## Task details:
Count how many lines in the data hold "impl". Only the number.

Records from a dataset:
----

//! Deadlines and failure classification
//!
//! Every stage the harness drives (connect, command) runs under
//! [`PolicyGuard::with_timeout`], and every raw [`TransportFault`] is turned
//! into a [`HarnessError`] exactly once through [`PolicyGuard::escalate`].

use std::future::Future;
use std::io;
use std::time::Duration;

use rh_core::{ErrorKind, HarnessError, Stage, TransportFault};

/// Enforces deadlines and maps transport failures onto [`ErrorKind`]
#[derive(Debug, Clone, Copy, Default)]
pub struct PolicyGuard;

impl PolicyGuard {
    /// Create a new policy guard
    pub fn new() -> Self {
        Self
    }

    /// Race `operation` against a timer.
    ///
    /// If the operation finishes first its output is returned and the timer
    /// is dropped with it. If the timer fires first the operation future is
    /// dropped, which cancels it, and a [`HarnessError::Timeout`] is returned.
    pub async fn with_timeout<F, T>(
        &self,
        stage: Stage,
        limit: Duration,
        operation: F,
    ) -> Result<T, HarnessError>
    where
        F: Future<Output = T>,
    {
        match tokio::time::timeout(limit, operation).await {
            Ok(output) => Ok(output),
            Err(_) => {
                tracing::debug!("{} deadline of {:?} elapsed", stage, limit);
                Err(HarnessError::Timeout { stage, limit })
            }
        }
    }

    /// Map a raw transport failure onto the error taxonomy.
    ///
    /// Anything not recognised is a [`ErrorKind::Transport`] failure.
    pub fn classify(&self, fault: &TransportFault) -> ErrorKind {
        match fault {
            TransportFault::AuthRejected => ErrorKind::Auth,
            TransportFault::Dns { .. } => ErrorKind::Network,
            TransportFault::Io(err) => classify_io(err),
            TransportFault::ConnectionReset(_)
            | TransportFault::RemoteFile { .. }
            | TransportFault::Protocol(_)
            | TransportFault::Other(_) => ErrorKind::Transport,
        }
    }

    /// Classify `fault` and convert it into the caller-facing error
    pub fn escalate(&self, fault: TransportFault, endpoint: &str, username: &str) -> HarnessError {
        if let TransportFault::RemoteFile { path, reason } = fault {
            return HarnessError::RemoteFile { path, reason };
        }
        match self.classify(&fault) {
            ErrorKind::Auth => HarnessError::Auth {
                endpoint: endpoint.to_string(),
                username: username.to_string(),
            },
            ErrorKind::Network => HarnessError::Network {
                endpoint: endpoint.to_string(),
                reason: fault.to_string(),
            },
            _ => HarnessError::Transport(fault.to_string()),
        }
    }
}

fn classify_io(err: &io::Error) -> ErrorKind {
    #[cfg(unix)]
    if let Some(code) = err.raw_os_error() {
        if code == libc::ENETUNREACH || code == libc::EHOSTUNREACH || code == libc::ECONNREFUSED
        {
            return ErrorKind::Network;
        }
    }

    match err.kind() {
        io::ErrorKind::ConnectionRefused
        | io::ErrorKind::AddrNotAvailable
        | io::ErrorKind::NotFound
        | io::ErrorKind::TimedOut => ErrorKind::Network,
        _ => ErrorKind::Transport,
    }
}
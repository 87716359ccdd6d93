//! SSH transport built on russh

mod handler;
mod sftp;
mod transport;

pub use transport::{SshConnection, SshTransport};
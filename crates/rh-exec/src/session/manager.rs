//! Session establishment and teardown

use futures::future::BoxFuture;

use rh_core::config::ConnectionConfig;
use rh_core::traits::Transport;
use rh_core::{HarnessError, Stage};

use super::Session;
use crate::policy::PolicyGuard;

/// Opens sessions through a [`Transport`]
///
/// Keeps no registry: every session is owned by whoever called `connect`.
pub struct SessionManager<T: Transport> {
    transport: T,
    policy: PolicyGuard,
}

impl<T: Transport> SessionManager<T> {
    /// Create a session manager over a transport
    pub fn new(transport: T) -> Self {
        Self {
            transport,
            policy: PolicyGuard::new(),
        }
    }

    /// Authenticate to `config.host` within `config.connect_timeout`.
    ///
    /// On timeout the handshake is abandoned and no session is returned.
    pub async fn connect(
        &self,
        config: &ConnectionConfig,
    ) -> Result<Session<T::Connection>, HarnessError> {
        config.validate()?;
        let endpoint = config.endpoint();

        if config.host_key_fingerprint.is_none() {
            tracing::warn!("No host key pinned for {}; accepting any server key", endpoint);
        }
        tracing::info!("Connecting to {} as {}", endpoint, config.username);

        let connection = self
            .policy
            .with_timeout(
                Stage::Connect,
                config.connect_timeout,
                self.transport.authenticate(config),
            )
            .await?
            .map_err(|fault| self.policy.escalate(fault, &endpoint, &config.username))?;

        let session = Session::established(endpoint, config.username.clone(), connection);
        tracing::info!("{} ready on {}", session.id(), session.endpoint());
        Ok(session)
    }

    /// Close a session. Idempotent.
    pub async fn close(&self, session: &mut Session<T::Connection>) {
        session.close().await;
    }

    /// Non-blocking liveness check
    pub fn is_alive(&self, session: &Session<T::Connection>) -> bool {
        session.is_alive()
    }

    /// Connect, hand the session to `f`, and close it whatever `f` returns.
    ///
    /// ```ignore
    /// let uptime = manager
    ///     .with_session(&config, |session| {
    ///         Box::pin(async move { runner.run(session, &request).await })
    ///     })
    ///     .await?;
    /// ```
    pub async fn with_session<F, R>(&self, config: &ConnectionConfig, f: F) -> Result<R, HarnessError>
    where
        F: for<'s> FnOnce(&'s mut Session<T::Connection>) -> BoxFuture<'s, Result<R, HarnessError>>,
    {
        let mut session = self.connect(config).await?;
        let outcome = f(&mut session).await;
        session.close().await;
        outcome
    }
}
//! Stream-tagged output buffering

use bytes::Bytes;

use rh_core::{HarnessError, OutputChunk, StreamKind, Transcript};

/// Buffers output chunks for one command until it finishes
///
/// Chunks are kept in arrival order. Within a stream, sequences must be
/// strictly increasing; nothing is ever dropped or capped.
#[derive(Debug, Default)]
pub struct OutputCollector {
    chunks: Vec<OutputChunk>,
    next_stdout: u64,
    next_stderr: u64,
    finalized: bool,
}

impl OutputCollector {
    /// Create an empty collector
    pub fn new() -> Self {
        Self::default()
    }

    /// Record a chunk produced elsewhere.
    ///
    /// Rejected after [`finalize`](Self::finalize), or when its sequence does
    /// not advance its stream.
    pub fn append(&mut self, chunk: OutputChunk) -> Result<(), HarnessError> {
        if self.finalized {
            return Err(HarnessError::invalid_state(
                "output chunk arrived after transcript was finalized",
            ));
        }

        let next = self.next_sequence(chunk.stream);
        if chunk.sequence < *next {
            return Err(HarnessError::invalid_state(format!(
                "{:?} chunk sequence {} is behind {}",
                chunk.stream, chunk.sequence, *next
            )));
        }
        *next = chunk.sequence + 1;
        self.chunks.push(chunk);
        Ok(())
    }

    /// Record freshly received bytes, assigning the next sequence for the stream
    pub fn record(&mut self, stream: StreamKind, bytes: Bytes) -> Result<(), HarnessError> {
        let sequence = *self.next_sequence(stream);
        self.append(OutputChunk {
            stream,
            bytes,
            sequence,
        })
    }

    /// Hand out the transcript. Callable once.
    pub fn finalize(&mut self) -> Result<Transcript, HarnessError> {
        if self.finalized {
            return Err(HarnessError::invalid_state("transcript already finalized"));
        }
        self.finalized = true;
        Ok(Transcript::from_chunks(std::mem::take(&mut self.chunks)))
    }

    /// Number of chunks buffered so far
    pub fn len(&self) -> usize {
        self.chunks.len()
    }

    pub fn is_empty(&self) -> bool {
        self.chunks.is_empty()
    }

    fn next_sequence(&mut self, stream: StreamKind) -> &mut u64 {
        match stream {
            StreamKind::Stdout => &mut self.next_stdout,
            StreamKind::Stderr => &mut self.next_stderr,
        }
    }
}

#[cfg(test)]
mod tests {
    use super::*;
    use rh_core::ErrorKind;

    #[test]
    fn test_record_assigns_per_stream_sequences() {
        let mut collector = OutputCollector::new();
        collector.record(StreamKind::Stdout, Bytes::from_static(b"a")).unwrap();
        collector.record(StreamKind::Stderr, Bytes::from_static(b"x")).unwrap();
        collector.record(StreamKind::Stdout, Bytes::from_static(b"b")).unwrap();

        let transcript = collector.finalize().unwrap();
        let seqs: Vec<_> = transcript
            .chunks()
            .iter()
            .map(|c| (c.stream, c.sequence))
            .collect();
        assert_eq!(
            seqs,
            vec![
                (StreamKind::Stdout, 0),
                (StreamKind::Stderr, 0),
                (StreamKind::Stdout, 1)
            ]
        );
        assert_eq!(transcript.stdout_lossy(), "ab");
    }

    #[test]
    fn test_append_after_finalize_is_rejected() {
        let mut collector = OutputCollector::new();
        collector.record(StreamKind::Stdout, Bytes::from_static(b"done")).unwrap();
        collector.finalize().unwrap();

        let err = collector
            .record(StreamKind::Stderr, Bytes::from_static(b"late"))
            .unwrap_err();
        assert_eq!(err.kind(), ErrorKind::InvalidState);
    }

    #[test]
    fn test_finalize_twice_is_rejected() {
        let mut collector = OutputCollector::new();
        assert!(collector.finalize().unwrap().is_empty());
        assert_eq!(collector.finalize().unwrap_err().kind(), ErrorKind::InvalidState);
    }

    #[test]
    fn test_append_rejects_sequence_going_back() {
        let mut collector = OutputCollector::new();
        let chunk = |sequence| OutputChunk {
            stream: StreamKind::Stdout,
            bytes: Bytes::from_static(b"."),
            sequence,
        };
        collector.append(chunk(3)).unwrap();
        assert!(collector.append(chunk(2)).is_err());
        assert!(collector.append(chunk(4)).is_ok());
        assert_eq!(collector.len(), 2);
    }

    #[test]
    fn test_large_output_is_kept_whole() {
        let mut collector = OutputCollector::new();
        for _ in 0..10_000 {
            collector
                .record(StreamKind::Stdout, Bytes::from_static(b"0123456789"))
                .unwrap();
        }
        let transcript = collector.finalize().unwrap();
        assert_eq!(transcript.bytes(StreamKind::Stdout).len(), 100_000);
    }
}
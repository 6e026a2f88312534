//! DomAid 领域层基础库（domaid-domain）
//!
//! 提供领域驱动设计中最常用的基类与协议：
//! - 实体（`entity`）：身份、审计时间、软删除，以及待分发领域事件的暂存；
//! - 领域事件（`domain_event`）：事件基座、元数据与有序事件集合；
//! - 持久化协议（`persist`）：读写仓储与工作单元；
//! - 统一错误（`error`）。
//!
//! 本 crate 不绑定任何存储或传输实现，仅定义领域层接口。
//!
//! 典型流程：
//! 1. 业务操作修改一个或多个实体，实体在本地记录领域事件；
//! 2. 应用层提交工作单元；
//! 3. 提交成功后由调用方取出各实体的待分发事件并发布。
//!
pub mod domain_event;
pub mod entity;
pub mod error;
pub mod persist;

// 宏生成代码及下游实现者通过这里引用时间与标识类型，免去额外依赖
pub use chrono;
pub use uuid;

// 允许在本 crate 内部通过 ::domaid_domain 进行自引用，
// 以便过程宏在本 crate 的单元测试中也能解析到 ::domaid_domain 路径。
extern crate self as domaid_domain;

----

## Result of this exercise:
3